Driven by human activities, air pollution and soil degradation are threatening food production systems. Rising ozone in the troposphere can affect several physiological processes in plants and their interaction with symbiotic microorganisms. Plant responses to ozone may depend on both soil fertility and the ontogenetic stage in which they are exposed. In this work, we studied the effects of ozone episodes and soil fertility on soybean plants. We analysed soybean plant responses in the production of aboveground and belowground biomass, structural and functional attributes of rhizobia, and seed production and quality. The experiment was performed with plants grown in two substrates with different fertility (commercial soil, and soil diluted (50%, v/v) with sand). Plants were exposed to acute episodes of ozone during vegetative and reproductive stages. We observed that ozone significantly reduced belowground biomass (≈25%), nodule biomass (≈30%), and biological nitrogen fixation (≈21%). Plants exposed to ozone during reproductive stage growing in soil with reduced fertility had lower seed production (≈10% lower) and seed protein (≈12% lower). These responses on yield and quality can be explained by the observed changes in belowground biomass and nitrogen fixation. The negative impact of ozone on the symbiotic interaction with rhizobia, seed production and quality in soybean plants were greater in soils with reduced fertility. Our results indicate that food security could be at risk in the future if trends in ozone concentration and soil degradation processes continue to increase.

在人类活动的推动下，空气污染和土壤退化正在威胁粮食生产系统。

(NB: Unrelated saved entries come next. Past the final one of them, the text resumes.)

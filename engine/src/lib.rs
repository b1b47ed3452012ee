#![deny(
    unsafe_code,
    missing_docs,
    dead_code,
    unused_results,
    non_snake_case,
    unreachable_pub
)]

//! Caller-owned simulation engine for Flappy.
//!
//! The [`Engine`] owns the authoritative world together with the scoring,
//! collision, and spawning systems. Presentation code calls [`Engine::tick`]
//! once per frame and renders the returned snapshot, while input code calls
//! [`Engine::flap`]. The engine never schedules itself; callers stop their
//! frame loop once the status becomes [`GameStatus::Over`].

pub mod config;

use std::path::Path;

use anyhow::Result;
use flappy_core::{Command, ConfigError, Event, GameSnapshot, GameStatus, StartError, Tuning};
use flappy_system_collision::Collision;
use flappy_system_scoring::Scoring;
use flappy_system_spawning::{Config as SpawningConfig, Spawning};
use flappy_world::{self as world, query, World};

/// Single game instance driven by serialized calls from the caller.
#[derive(Debug)]
pub struct Engine {
    world: World,
    scoring: Scoring,
    collision: Collision,
    spawning: Spawning,
    events: Vec<Event>,
}

impl Engine {
    /// Creates an engine in the `Ready` state after validating the tuning.
    pub fn new(tuning: Tuning) -> Result<Self, ConfigError> {
        let spawning = Spawning::new(SpawningConfig::from_tuning(&tuning));
        let world = World::new(tuning)?;
        Ok(Self {
            world,
            scoring: Scoring,
            collision: Collision,
            spawning,
            events: Vec::new(),
        })
    }

    /// Creates an engine from TOML tuning overrides.
    pub fn from_toml_str(contents: &str) -> Result<Self> {
        let tuning = config::parse_tuning(contents)?;
        Ok(Self::new(tuning)?)
    }

    /// Creates an engine from the TOML tuning file at `path`.
    pub fn from_toml_path(path: impl AsRef<Path>) -> Result<Self> {
        let tuning = config::load_tuning(path)?;
        Ok(Self::new(tuning)?)
    }

    /// Tuning the engine was built with.
    #[must_use]
    pub fn tuning(&self) -> &Tuning {
        query::tuning(&self.world)
    }

    /// Records that the background asset finished loading.
    pub fn mark_assets_ready(&mut self) {
        self.events.clear();
        self.dispatch(Command::MarkAssetsReady);
    }

    /// Reports whether [`Engine::start`] may begin a run.
    #[must_use]
    pub fn is_ready(&self) -> bool {
        query::assets_ready(&self.world)
    }

    /// Returns to the `Ready` state with a fresh bird, no pipes, and no score.
    pub fn reset(&mut self) {
        self.events.clear();
        self.dispatch(Command::Reset);
    }

    /// Starts the run.
    ///
    /// Fails while the background asset is still loading, leaving the game in
    /// `Ready`. Calling it while already playing or after the run ended does
    /// nothing.
    pub fn start(&mut self) -> Result<(), StartError> {
        self.events.clear();
        self.dispatch(Command::Start);
        let rejection = self.events.iter().find_map(|event| match event {
            Event::StartRejected { reason } => Some(*reason),
            _ => None,
        });
        match rejection {
            Some(reason) => Err(reason),
            None => Ok(()),
        }
    }

    /// Gives the bird an upward impulse. Ignored unless playing.
    pub fn flap(&mut self) {
        self.events.clear();
        self.dispatch(Command::Flap);
    }

    /// Advances the simulation by one frame and returns the resulting snapshot.
    ///
    /// Systems run in a fixed order after the world steps: scoring, then
    /// collision, then spawning. A point earned on the frame the run ends
    /// still counts, and no pipe spawns after the run ended.
    pub fn tick(&mut self) -> GameSnapshot {
        self.events.clear();
        let mut frame = Vec::new();
        world::apply(&mut self.world, Command::Tick, &mut frame);

        if !frame.is_empty() {
            let mut commands = Vec::new();
            self.scoring.handle(
                &frame,
                &query::bird(&self.world),
                &query::pipe_view(&self.world),
                &mut commands,
            );
            self.execute(&mut commands);

            self.collision.handle(
                &frame,
                &query::bird(&self.world),
                &query::pipe_view(&self.world),
                &query::playfield(&self.world),
                &mut commands,
            );
            self.execute(&mut commands);

            self.spawning.handle(
                &frame,
                query::status(&self.world),
                &query::pipe_view(&self.world),
                &mut commands,
            );
            self.execute(&mut commands);
        }

        frame.append(&mut self.events);
        self.events = frame;
        self.snapshot()
    }

    /// Owned copy of the current game state.
    #[must_use]
    pub fn snapshot(&self) -> GameSnapshot {
        query::snapshot(&self.world)
    }

    /// Current lifecycle status.
    #[must_use]
    pub fn status(&self) -> GameStatus {
        query::status(&self.world)
    }

    /// Points accumulated in the current run.
    #[must_use]
    pub fn score(&self) -> u32 {
        query::score(&self.world)
    }

    /// Events emitted by the most recent engine call, in order.
    #[must_use]
    pub fn events(&self) -> &[Event] {
        &self.events
    }

    fn dispatch(&mut self, command: Command) {
        world::apply(&mut self.world, command, &mut self.events);
    }

    fn execute(&mut self, commands: &mut Vec<Command>) {
        for command in commands.drain(..) {
            self.dispatch(command);
        }
    }
}
#![deny(
    unsafe_code,
    missing_docs,
    dead_code,
    unused_results,
    non_snake_case,
    unreachable_pub
)]

//! Core contracts shared across the Flappy engine.
//!
//! This crate defines the message surface that connects the engine facade, the
//! authoritative world, and pure systems. Callers submit [`Command`] values
//! describing desired mutations, the world executes those commands via its
//! `apply` entry point, and then broadcasts [`Event`] values for systems to
//! react to. Systems consume event streams, query immutable snapshots, and
//! respond exclusively with new command batches.

use serde::{Deserialize, Serialize};
use thiserror::Error;

/// Lifecycle of a single run.
#[derive(Clone, Copy, Debug, Default, PartialEq, Eq, Hash, Serialize, Deserialize)]
pub enum GameStatus {
    /// The bird rests mid-playfield waiting for the run to start.
    #[default]
    Ready,
    /// The simulation advances on every tick.
    Playing,
    /// The run ended. Only a reset leaves this state.
    Over,
}

/// Commands that express all permissible world mutations.
#[derive(Clone, Debug, PartialEq)]
pub enum Command {
    /// Reinitialises the bird, clears pipes and score, and returns to `Ready`.
    Reset,
    /// Records that the background asset finished loading.
    MarkAssetsReady,
    /// Requests the transition from `Ready` to `Playing`.
    Start,
    /// Overrides the bird's vertical velocity with the flap impulse.
    Flap,
    /// Advances the simulation by one fixed step.
    Tick,
    /// Requests a new pipe at the right edge of the playfield.
    SpawnPipe {
        /// Height of the top segment measured from the top of the playfield.
        top_height: u32,
    },
    /// Requests a point for a pipe the bird has passed.
    AwardPoint {
        /// Pipe that crossed the bird's x-coordinate.
        pipe: PipeId,
    },
    /// Requests that the current run ends.
    EndRun {
        /// Contact that ended the run.
        cause: CollisionCause,
    },
}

对流层中臭氧的上升会影响植物的多种生理过程及其与共生微生物的相互作用。植物对臭氧的反应可能取决于土壤肥力和它们所暴露的个体发育阶段。在这项工作中，我们研究了臭氧事件和土壤肥力对大豆植物的影响。我们分析了大豆植物在地上和地下生物量生产、根瘤菌的结构和功能属性以及种子产量和质量方面的反应。该实验是在两种具有不同肥力的基质（商业土壤和用沙子稀释的土壤（50%，v/v））中生长的植物进行的。植物在营养和繁殖阶段暴露于臭氧的急性发作中。我们观察到臭氧显着减少了地下生物量（约25％）、结核生物量（约30％）和生物固氮（约21％）。在繁殖阶段暴露于臭氧的植物在肥力降低的土壤中生长时，其种子产量（大约降低 10%）和种子蛋白质（大约降低 12%）较低。这些对产量和质量的反应可以通过观察到的地下生物量和固氮的变化来解释。在肥力降低的土壤中，臭氧对大豆植株与根瘤菌的共生相互作用、种子产量和质量的负面影响更大。我们的研究结果表明，如果臭氧浓度和土壤退化过程的趋势继续加剧，未来粮食安全可能面临风险。